What are the practical implications of this project for the conservation of underground ecosystems?

Underground ecosystems are among the most endangered habitat types. However, the current paradigm of thinking is limited to the endangered species criterion, given their high degree of endemism. This project will contribute to the implementation of a complementary conceptual approach: species cannot exist without trophic interactions, so the protection of a cave in the future should also be thought of in terms of their role in ecosystem functioning, not just as fragile objects that should not be touched because of their high degree of endemism.

What discoveries have been made about cave-dwelling creatures and how are they influenced by their underground environment?

As this approach was based on intensive field sampling campaigns, on average one every two months, the results are preliminary at this stage. However, a preliminary result indicates that the main influence on the condition of life in the studied cave is triggered by a decrease in carbon stock, not necessarily nitrogen or phosphorus. In other words, the quantity and diversity of basal resources decreases significantly as the stream flows through the cave, but their quality (measured as nitrogen and phosphorus concentrations) remains similar. Moreover, trophic interactions in the cave were strongly conditioned by this phenomenon. Currently (June 2024), we are working on a first manuscript based on data collected from the field.

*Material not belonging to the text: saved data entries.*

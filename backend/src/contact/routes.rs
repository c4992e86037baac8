use actix_web::{web, HttpResponse};
use log::info;
use shared::validate::required;
use shared::{ContactRequest, ContactResponse};

use crate::error::ApiError;

/// POST /api/contact. Submissions are acknowledged and logged; nothing is
/// stored and no mail is sent.
pub async fn submit(body: web::Json<ContactRequest>) -> Result<HttpResponse, ApiError> {
    let req = body.into_inner();
    let all_present = [&req.name, &req.email, &req.subject, &req.message]
        .into_iter()
        .all(|field| required(field));
    if !all_present {
        return Err(ApiError::Validation("All fields are required"));
    }

    info!(
        "Contact form received from {} <{}>: {}",
        req.name, req.email, req.subject
    );

    Ok(HttpResponse::Ok().json(ContactResponse {
        success: true,
        message: "Your message has been received. We will get back to you soon.".to_string(),
    }))
}

#[cfg(test)]
mod tests {
    use actix_web::http::StatusCode;
    use actix_web::{test, web, App};
    use serde_json::json;
    use shared::{ContactResponse, ErrorResponse};

    use super::*;

    macro_rules! contact_app {
        () => {
            test::init_service(
                App::new().service(web::resource("/api/contact").route(web::post().to(submit))),
            )
            .await
        };
    }

    #[actix_web::test]
    async fn empty_body_is_rejected_with_a_message() {
        let app = contact_app!();
        let req = test::TestRequest::post()
            .uri("/api/contact")
            .set_json(json!({}))
            .to_request();
        let resp = test::call_service(&app, req).await;
        assert_eq!(resp.status(), StatusCode::BAD_REQUEST);

        let body: ErrorResponse = test::read_body_json(resp).await;
        assert!(!body.error.is_empty());
    }

    #[actix_web::test]
    async fn full_submission_is_acknowledged() {
        let app = contact_app!();
        let req = test::TestRequest::post()
            .uri("/api/contact")
            .set_json(json!({
                "name": "A",
                "email": "a@a.com",
                "subject": "S",
                "message": "M"
            }))
            .to_request();
        let resp = test::call_service(&app, req).await;
        assert_eq!(resp.status(), StatusCode::OK);

        let body: ContactResponse = test::read_body_json(resp).await;
        assert!(body.success);
        assert!(!body.message.is_empty());
    }

    #[actix_web::test]
    async fn one_missing_field_is_rejected() {
        let app = contact_app!();
        let req = test::TestRequest::post()
            .uri("/api/contact")
            .set_json(json!({ "name": "A", "email": "a@a.com", "subject": "S" }))
            .to_request();
        let resp = test::call_service(&app, req).await;
        assert_eq!(resp.status(), StatusCode::BAD_REQUEST);
    }
}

What are the biggest challenges the research team encountered during the course of this project and how were these obstacles overcome?

The biggest challenges faced by our research team were the complex and time-consuming administrative issues. We hope that in the future these processes will be streamlined so that research staff can devote more time to actual scientific activities and less to administrative tasks.

How can the findings of this project be applied to other areas or sectors, such as biodiversity conservation or natural resource management?

Underground aquatic ecosystems are increasingly affected by anthropogenic activities such as overexploitation of water resources, pollution and land use, with detrimental but poorly understood effects on hypogeous biodiversity. With this in mind, we stress that future biodiversity conservation projects would be more effective if they included this integrative food web approach in their agenda.

What are the next steps of this project and what scientific challenges or questions will be addressed in the future?

The next steps of this project will be to publish the results of the current project and to continue the research in future projects. One of the crucial environmental factors involved in conditioning subsurface life and nutrient fluxes is the content of dissolved nutrients in the water, such as the chemical species carbon, nitrogen and phosphorus. Thus, a logical progression for the future is to apply the working hypotheses outlined in the current proposal to several aquatic caves, covering gradients of water nutrient loading, ranging from low, medium and finally high (e.g. organically polluted) caves. Extending the study from a single cave to multiple water caves will allow a deeper understanding of this conceptual model.